Unexpected bleeding at therapeutic levels should always be investigated and INR monitored.
Ischemic stroke
Anticoagulation following an ischaemic stroke increases the risk of secondary haemorrhage into the infarcted brain. In patients with atrial fibrillation, long term treatment with Dindevan is beneficial, but the risk of early recurrent embolism is low and therefore a break in treatment after ischaemic stroke is justified. Dindevan treatment should be re-started 2–14 days following ischaemic stroke, depending on the size of the infarct and blood pressure. In patients with large embolic strokes or uncontrolled hypertension, Dindevan treatment should be stopped for 14 days.
Surgery
For surgery where there is no risk of severe bleeding, surgery can be performed with an INR of <2.5. For surgery where there is a risk of severe bleeding, Dindevan should be stopped 3 days prior to surgery.
Where it is necessary to continue anticoagulation e.g. risk of life-threatening thromboembolism, the INR should be reduced to <2.5 and heparin therapy should be started.
If surgery is required and Dindevan cannot be stopped 3 days beforehand, anticoagulation should be reversed with low-dose vitamin K.
The timing for re-instating Dindevan therapy depends on the risk of postoperative haemorrhage. In most instances Dindevan treatment can be restarted as soon as the patient has an oral intake.
Administration of Vitamin K can lead to resistance to the action of Dindevan for some days. For this reason, fresh-frozen plasma should be administrated to patients with prosthetic heart valves when haemorrhage has occurred.
Dental Surgery
Dindevan need not be stopped before routine dental surgery e.g. tooth extraction.
Active peptic ulceration
Due to a high risk of bleeding, patients with active peptic ulcers should be treated with caution.
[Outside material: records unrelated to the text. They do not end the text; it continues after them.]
#[async_trait]
impl PaymentStore for InMemoryStore {
    async fn record_bank_checkout(&self, checkout: &BankCheckout) -> StoreResult<()> {
        let mut state = self.lock()?;
        state.take_injected_violation()?;
        if state
            .payments
            .iter()
            .any(|p| p.order_id == checkout.payment.order_id)
        {
            return Err(unique(ORDER_ID_CONSTRAINT));
        }
        state.check_new_registrations(&checkout.registrations)?;

        let cart = state.active_cart_mut(checkout.cart_id)?;
        cart.status = CartStatus::Completed;
        cart.updated_at = checkout.completed_at;
        state.payments.push(checkout.payment.clone());
        state
            .registrations
            .extend(checkout.registrations.iter().cloned());
        Ok(())
    }

    async fn record_gateway_payment(&self, checkout: &GatewayCheckout) -> StoreResult<()> {
        let mut state = self.lock()?;
        state.take_injected_violation()?;
        if state
            .payments
            .iter()
            .any(|p| p.order_id == checkout.payment.order_id)
        {
            return Err(unique(ORDER_ID_CONSTRAINT));
        }

        let cart = state.active_cart_mut(checkout.cart_id)?;
        cart.status = CartStatus::Completed;
        cart.updated_at = checkout.completed_at;
        state.payments.push(checkout.payment.clone());
        Ok(())
    }

    async fn payment(&self, id: PaymentId) -> StoreResult<Option<Payment>> {
        Ok(self.lock()?.payments.iter().find(|p| p.id == id).cloned())
    }

    async fn payment_by_order_id(&self, order_id: &str) -> StoreResult<Option<Payment>> {
        Ok(self
            .lock()?
            .payments
            .iter()
            .find(|p| p.order_id == order_id)
            .cloned())
    }

    async fn registration(&self, id: RegistrationId) -> StoreResult<Option<Registration>> {
        Ok(self
            .lock()?
            .registrations
            .iter()
            .find(|r| r.id == id)
            .cloned())
    }

    async fn registrations_for_user(&self, user_id: UserId) -> StoreResult<Vec<Registration>> {
        let state = self.lock()?;
        let mut rows: Vec<Registration> = state
            .registrations
            .iter()
            .rev()
            .filter(|r| r.user_id == user_id)
            .cloned()
            .collect();
        rows.sort_by(|a, b| b.created_at.cmp(&a.created_at));
        Ok(rows)
    }

    async fn list_registrations(
        &self,
        query: &RegistrationQuery,
    ) -> StoreResult<Page<Registration>> {
        let state = self.lock()?;
        let mut rows: Vec<&Registration> = state
            .registrations
            .iter()
            .rev()
            .filter(|r| query.status.is_none_or(|s| r.status == s))
            .collect();
        rows.sort_by(|a, b| b.created_at.cmp(&a.created_at));
        Ok(paginate(rows, query.pagination))
    }

    async fn registration_number_exists(&self, number: &str) -> StoreResult<bool> {
        Ok(self
            .lock()?
            .registrations
            .iter()
            .any(|r| r.registration_number == number))
    }

    async fn display_code_exists(
        &self,
        competition_id: CompetitionId,
        code: &str,
    ) -> StoreResult<bool> {
        Ok(self.lock()?.registrations.iter().any(|r| {
            r.competition_id == competition_id && r.display_code.as_deref() == Some(code)
        }))
    }

    async fn apply_verification(&self, update: &VerificationUpdate) -> StoreResult<Registration> {
        let mut state = self.lock()?;
        state.take_injected_violation()?;
        let idx = state
            .registrations
            .iter()
            .position(|r| r.id == update.registration_id)
            .ok_or_else(|| not_found("registration", update.registration_id))?;
        if let Some(code) = update.display_code.as_deref() {
            let competition_id = state.registrations[idx].competition_id;
            if state.registrations.iter().any(|r| {
                r.id != update.registration_id
                    && r.competition_id == competition_id
                    && r.display_code.as_deref() == Some(code)
            }) {
                return Err(unique(DISPLAY_CODE_CONSTRAINT));
            }
        }

        let payment = state.payment_mut(update.payment_id)?;
        payment.status = update.payment_status;
        payment.metadata.verification.push(update.audit.clone());
        payment.updated_at = update.updated_at;

        let registration = &mut state.registrations[idx];
        registration.status = update.registration_status;
        if update.display_code.is_some() {
            registration.display_code.clone_from(&update.display_code);
        }
        if update.confirmed_at.is_some() {
            registration.confirmed_at = update.confirmed_at;
        }
        registration.updated_at = update.updated_at;
        Ok(registration.clone())
    }

    async fn settle_gateway_payment(&self, settlement: &GatewaySettlement) -> StoreResult<bool> {
        let mut state = self.lock()?;
        if state.payment_mut(settlement.payment_id)?.status != PaymentStatus::Pending {
            return Ok(false);
        }
        state.take_injected_violation()?;
        state.check_new_registrations(&settlement.registrations)?;

        let payment = state.payment_mut(settlement.payment_id)?;
        payment.status = PaymentStatus::Completed;
        payment.metadata.gateway = Some(settlement.notice.clone());
        payment.metadata.verification.push(settlement.audit.clone());
        payment.updated_at = settlement.settled_at;
        state
            .registrations
            .extend(settlement.registrations.iter().cloned());
        Ok(true)
    }

    async fn fail_gateway_payment(&self, failure: &GatewayFailure) -> StoreResult<bool> {
        let mut state = self.lock()?;
        let payment = state.payment_mut(failure.payment_id)?;
        if payment.status != PaymentStatus::Pending {
            return Ok(false);
        }
        payment.status = PaymentStatus::Failed;
        payment.metadata.gateway = Some(failure.notice.clone());
        payment.metadata.verification.push(failure.audit.clone());
        payment.updated_at = failure.failed_at;
        Ok(true)
    }
}
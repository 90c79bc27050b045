//! Health check endpoints.
//!
//! Used by load balancers and orchestrators. Liveness never touches
//! dependencies; readiness pings the store.

use crate::error::AppError;
use crate::response::ApiResponse;
use arena_core::store::ArenaStore;
use axum::extract::State;
use serde::Serialize;
use std::sync::Arc;

/// Probe result.
#[derive(Debug, Clone, Serialize, PartialEq, Eq)]
pub struct HealthStatus {
    /// `"ok"` or `"ready"`
    pub status: &'static str,
    /// Crate version
    pub version: &'static str,
}

/// Liveness.
///
/// # Endpoint
///
/// ```text
/// GET /health
/// ```
///
/// # Response
///
/// ```json
/// { "success": true, "data": { "status": "ok", "version": "0.1.0" } }
/// ```
#[allow(clippy::unused_async)]
pub async fn health_check() -> ApiResponse<HealthStatus> {
    ApiResponse::ok(HealthStatus {
        status: "ok",
        version: env!("CARGO_PKG_VERSION"),
    })
}

/// Readiness: 200 when the store answers, 503 otherwise.
///
/// # Endpoint
///
/// ```text
/// GET /ready
/// ```
///
/// # Errors
///
/// [`AppError::unavailable`] when the store ping fails.
pub async fn readiness(
    State(store): State<Arc<dyn ArenaStore>>,
) -> Result<ApiResponse<HealthStatus>, AppError> {
    store.ping().await.map_err(|e| {
        tracing::warn!(error = %e, "Readiness check failed");
        AppError::unavailable("Store unavailable").with_source(e)
    })?;

    Ok(ApiResponse::ok(HealthStatus {
        status: "ready",
        version: env!("CARGO_PKG_VERSION"),
    }))
}

#[cfg(test)]
#[allow(clippy::unwrap_used, clippy::expect_used)]
mod tests {
    use super::*;
    use arena_testing::InMemoryStore;
    use axum::{Router, http::StatusCode, routing::get};
    use axum_test::TestServer;
    use serde_json::json;

    #[tokio::test]
    async fn test_liveness() {
        let app = Router::new().route("/health", get(health_check));
        let server = TestServer::new(app).unwrap();

        let response = server.get("/health").await;
        response.assert_status(StatusCode::OK);
        response.assert_json(&json!({
            "success": true,
            "data": { "status": "ok", "version": env!("CARGO_PKG_VERSION") },
        }));
    }

    #[tokio::test]
    async fn test_readiness_with_healthy_store() {
        let store: Arc<dyn ArenaStore> = Arc::new(InMemoryStore::new());
        let app = Router::new()
            .route("/ready", get(readiness))
            .with_state(store);
        let server = TestServer::new(app).unwrap();

        let response = server.get("/ready").await;
        response.assert_status(StatusCode::OK);
        let body: serde_json::Value = response.json();
        assert_eq!(body["data"]["status"], "ready");
    }
}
Such patients should be reviewed regularly and informed of how to recognise bleeding and what to do in the event of bleeding occurring.
Interactions
Many drugs and foods interact with Dindevan and affect the prothrombin time (see section 4.5). Any change to medication, including self-medication with OTC products, warrants increased monitoring of the INR. Patients should be instructed to inform their doctor before they start to take any additional medications including over the counter medicines, herbal remedies or vitamin preparations.
Thyroid disorders
Patients with hyper- or hypo-thyroidism should be closely monitored on starting Dindevan therapy.
Additional circumstances where changes in dose may be required
Acquired or inherited Dindevan resistance should be suspected if larger than usual daily doses of Dindevan are required to achieve the desired anticoagulant effect.
Genetic information
Genetic variability particularly in relation to VKORC1 can significantly affect dose requirements for Dindevan. If a family association with this polymorphism is known extra care is warranted.
Dindevan contains Lactose
Patients with rare hereditary problems of galactose intolerance, the total lactase deficiency or glucose–galactose malabsorption should not take this medicine.